Re: Parsing of multi part content

Posted by Christopher Schultz <ch...@christopherschultz.net>.
-----BEGIN PGP SIGNED MESSAGE-----
Hash: SHA256

Saurav,

On 1/2/19 12:20, Saurav Sarkar wrote:
> Hi All,
> 
> This is regarding the reading of multi part content in java server
> side.
> 
> ServletRequest has an API getParts() API for reading the parts of a
> multi part request 
> https://docs.oracle.com/javaee/6/api/javax/servlet/http/HttpServletReq
uest.html#getParts()
>
> 
.
> 
> It has part.getInputStream which can be used to read the content of
> a specific part.
> 
> Tomcat also provides an implementation for this API.
> 
> But this API  parses the multi part content and keeps it in memory.
> If the size increase then the content can be offloaded to disk.
> 
> Why does the getPart API or any multi part parsing need to load the
> content in memory ? Why can't direct streaming of content happen ?
> Loading the content in memory and reading/writing to disk brings
> extra cost.

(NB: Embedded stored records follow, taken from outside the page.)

//! Collectors module for process enumeration sources.
//!
//! This module defines the `Collector` abstraction and its two sources:
//! - `local`: processes of this host, read from /proc
//! - `remote`: processes and services of a Windows host, queried over WinRM
//!
//! `winrm` holds the WS-Management transport used by the remote collector.

pub mod local;
pub mod remote;
pub mod winrm;

use async_trait::async_trait;
use clap::ValueEnum;
use serde::{Deserialize, Serialize};
use std::fmt;
use std::path::PathBuf;
use thiserror::Error;

pub use local::LocalCollector;
pub use remote::{RemoteCollector, ServiceRecord};
pub use winrm::{AuthScheme, RemoteSettings, RemoteShell, SessionError, WinRmSession};

/// Where processes are enumerated from.
#[derive(Debug, Clone, Copy, PartialEq, Eq, Serialize, Deserialize, ValueEnum)]
#[serde(rename_all = "lowercase")]
pub enum Mode {
    Local,
    Winrm,
}

impl fmt::Display for Mode {
    fn fmt(&self, f: &mut fmt::Formatter<'_>) -> fmt::Result {
        match self {
            Mode::Local => write!(f, "local"),
            Mode::Winrm => write!(f, "winrm"),
        }
    }
}

/// CPU information as reported by the source.
#[derive(Debug, Clone, Copy, PartialEq)]
pub enum CpuSample {
    /// Instantaneous usage in percent of one core (local).
    Percent(f64),
    /// Cumulative kernel+user time in 100ns units (remote).
    CumulativeTime(u64),
}

/// One process observed during a collection pass.
#[derive(Debug, Clone, PartialEq)]
pub struct ProcessRecord {
    pub pid: u32,
    pub name: String,
    pub exe: Option<String>,
    pub cpu: CpuSample,
    /// Resident set (local) or working set (remote) size in bytes.
    pub memory_bytes: u64,
}

/// Failure of a whole collection pass.
#[derive(Debug, Error)]
pub enum CollectionError {
    #[error("cannot enumerate processes under {path}: {source}")]
    ProcUnavailable {
        path: PathBuf,
        #[source]
        source: std::io::Error,
    },

    #[error("WinRM not configured")]
    NotConfigured,

    #[error("WinRM error {status}: {stderr}")]
    Remote { status: i64, stderr: String },

    #[error("WinRM transport error: {0}")]
    Transport(String),

    #[error("failed to parse remote response: {0}")]
    Parse(String),
}

/// A source of process records.
#[async_trait]
pub trait Collector: Send + Sync {
    /// Mode this collector serves.
    fn mode(&self) -> Mode;

    /// Establishes measurement baselines before the first real pass.
    fn prime(&self) {}

    /// Lists processes; per-process failures are skipped, not returned.
    async fn enumerate(&self) -> Result<Vec<ProcessRecord>, CollectionError>;
}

This will be specially costly when large files are
> getting uploaded.

True. You can always limit the part-size or request-size, but you
can't stream huge uploads if you want to use getParts().

> Is there no way where at least the file content loading could be
> avoided ?

Yes, there is a way.

Instead of calling HttpServletRequest.getParameter* or
HttpServletRequest.getPart*, you can call
HttpServletRequest.getInputStream and parse everything yourself.

> It may be not be a very specific question for tomcat but more
> applicable to any servlet container.

Correct, this is applicable to any servlet container.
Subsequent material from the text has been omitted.